It was a story they had heard the pieces of probably hundreds of times before, but now this stranger was putting the pieces together again in a whole new way; helping them to see a unity and purpose, which had always been there, but which until that very moment they had not recognized. Listening to him, their peoples’ Scripture Story was connecting with their own, and their hearts began to burn with a new sense of hope and expectation.
By the time they had reached the village, they were not ready to say goodbye to the stranger. They urged him to join them for dinner, and to spend the night as well. They opened up their home to him and invited him to stay with them, and found as they did so that their whole world was about to be upended again, this time for good.
As they sit down and share a simple meal, this stranger took the bread… he blessed it, and broke it, and gave it to them.
Suddenly they recognize Him! Suddenly they see! It’s Jesus, their beloved Master, now living once again! All this time He had been with them, but now He’s made His presence known! And then, just like that, He vanishes right before their eyes. He was gone, in a way… but now they knew to be true what that had just before been unbelievable: He was back!
Despite the late hour, and with their hearts still burning with hope powerfully rekindled, they race back to Jerusalem to share their joyful story, and find that others too have found “The Lord is risen indeed!”
This part of the story of the appearance of the Risen Lord may be fairly familiar. It is read and talked about each year, on the Third Sunday of Easter, taking its part in the regular rhythm of our annual journeys through the Scriptural Story in our worship.
But like the two sorrowful travelers at the beginning of the passage, sometimes we fail to see how this Story all fits together, and all we can see are the shattered pieces that we had hoped would help us, and we find ourselves discouraged, disorientated, and overwhelmed.
But even then… even now… St. Luke wants to remind us, that like those two travelers we are not left to journey on alone. We are reminded that this is our story too… that even when we cannot recognize the presence or purposes of our Redeemer, the Risen Lord remains with us, and is eager to open our eyes.
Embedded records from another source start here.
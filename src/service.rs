//! Quote service state shared by the HTTP handlers and the scheduler.

use crate::clock::{Clock, format_timestamp};
use crate::generator::QuoteSource;
use crate::history::{QuoteEntry, QuoteHistory};
use crate::scheduler::DailyJob;
use async_trait::async_trait;
use std::sync::Arc;
use tokio::sync::{Mutex, RwLock};
use tracing::info;

/// Owns the quote history and the source that feeds it.
pub struct QuoteService {
    source: Arc<dyn QuoteSource>,
    clock: Arc<dyn Clock>,
    history: RwLock<QuoteHistory>,
    /// Serializes generate-on-empty so concurrent readers produce one entry.
    fill: Mutex<()>,
}

impl QuoteService {
    pub fn new(source: Arc<dyn QuoteSource>, clock: Arc<dyn Clock>) -> Self {
        Self::with_history(source, clock, QuoteHistory::default())
    }

    /// Create a service around an existing history.
    pub fn with_history(
        source: Arc<dyn QuoteSource>,
        clock: Arc<dyn Clock>,
        history: QuoteHistory,
    ) -> Self {
        Self {
            source,
            clock,
            history: RwLock::new(history),
            fill: Mutex::new(()),
        }
    }

    /// Generate a quote and append it to the history.
    ///
    /// The provider call runs outside the history lock; only the append is
    /// exclusive.
    pub async fn generate_and_store(&self) -> QuoteEntry {
        let content = self.source.generate().await;
        self.store(content).await
    }

    async fn store(&self, content: String) -> QuoteEntry {
        let mut history = self.history.write().await;
        // Stamp under the lock so timestamps follow append order.
        let timestamp = format_timestamp(&self.clock.now());
        let entry = history.append(content, timestamp);
        drop(history);

        info!("quote stored at {}: {}", entry.timestamp, entry.content);
        entry
    }

    /// Snapshot of the history, oldest first.
    pub async fn quotes(&self) -> Vec<QuoteEntry> {
        self.history.read().await.all()
    }

    /// The newest quote, generating one first when the history is empty.
    pub async fn latest(&self) -> QuoteEntry {
        if let Some(entry) = self.history.read().await.latest().cloned() {
            return entry;
        }

        let _fill = self.fill.lock().await;
        if let Some(entry) = self.history.read().await.latest().cloned() {
            return entry;
        }
        info!("history empty, generating a quote on demand");
        self.generate_and_store().await
    }

    pub async fn history_len(&self) -> usize {
        self.history.read().await.len()
    }
}

#[async_trait]
impl DailyJob for QuoteService {
    type Output = QuoteEntry;

    async fn run(&self) -> QuoteEntry {
        self.generate_and_store().await
    }
}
The two travelers could not see Jesus at first, only the confusion and pain they were experiencing when their hopes in God’s rescue had seemed to fail. But like them, we need to be reminded of the heart of the Story of the people of God. As one scholar puts it “[t]hey had been seeing it as the long story of how God would redeem Israel from suffering, but it was instead the story of how God would redeem Israel through suffering; through, in particular, the suffering which would be taken on himself by Israel’s representative, the Messiah.” The suffering of Jesus on the cross, His crucifixion and death are the means by which the Living God ultimately redeems us, and in His rising from the grave to new and everlasting life, Jesus draws us in to God’s new creation as well: sharing with us the final hope of resurrection from the dead, as well as lives transformed and freed to serve Him without fear today.
So we continue to turn to all of Holy Scripture and seek the face of our Redeemer, letting our own small stories find their proper place within its message of hope and joy. When we can gather together in worship, we will again break blessed bread in remembrance of Him, and find ourselves rekindled and nourished by His gracious presence. In both word and sacrament, in story and mystery, we find that Jesus is right here with us. And we are reminded that He is present, even when we cannot see or feel Him near.
Even in those dark, confusing, painful times, when we feel like we are travelling alone, there is always one more thing we can do: we can simply cry out in prayer. We can share our sorrowful stories with God, inviting Him into the ‘things that have taken place’ in our lives, and trusting that He has taken on Himself our sufferings too. And that in time, He may rekindle our hope, and help us see His redemption at work, putting even the most shattered pieces of our world back into place, as surely as Jesus Christ our Lord is risen from the dead.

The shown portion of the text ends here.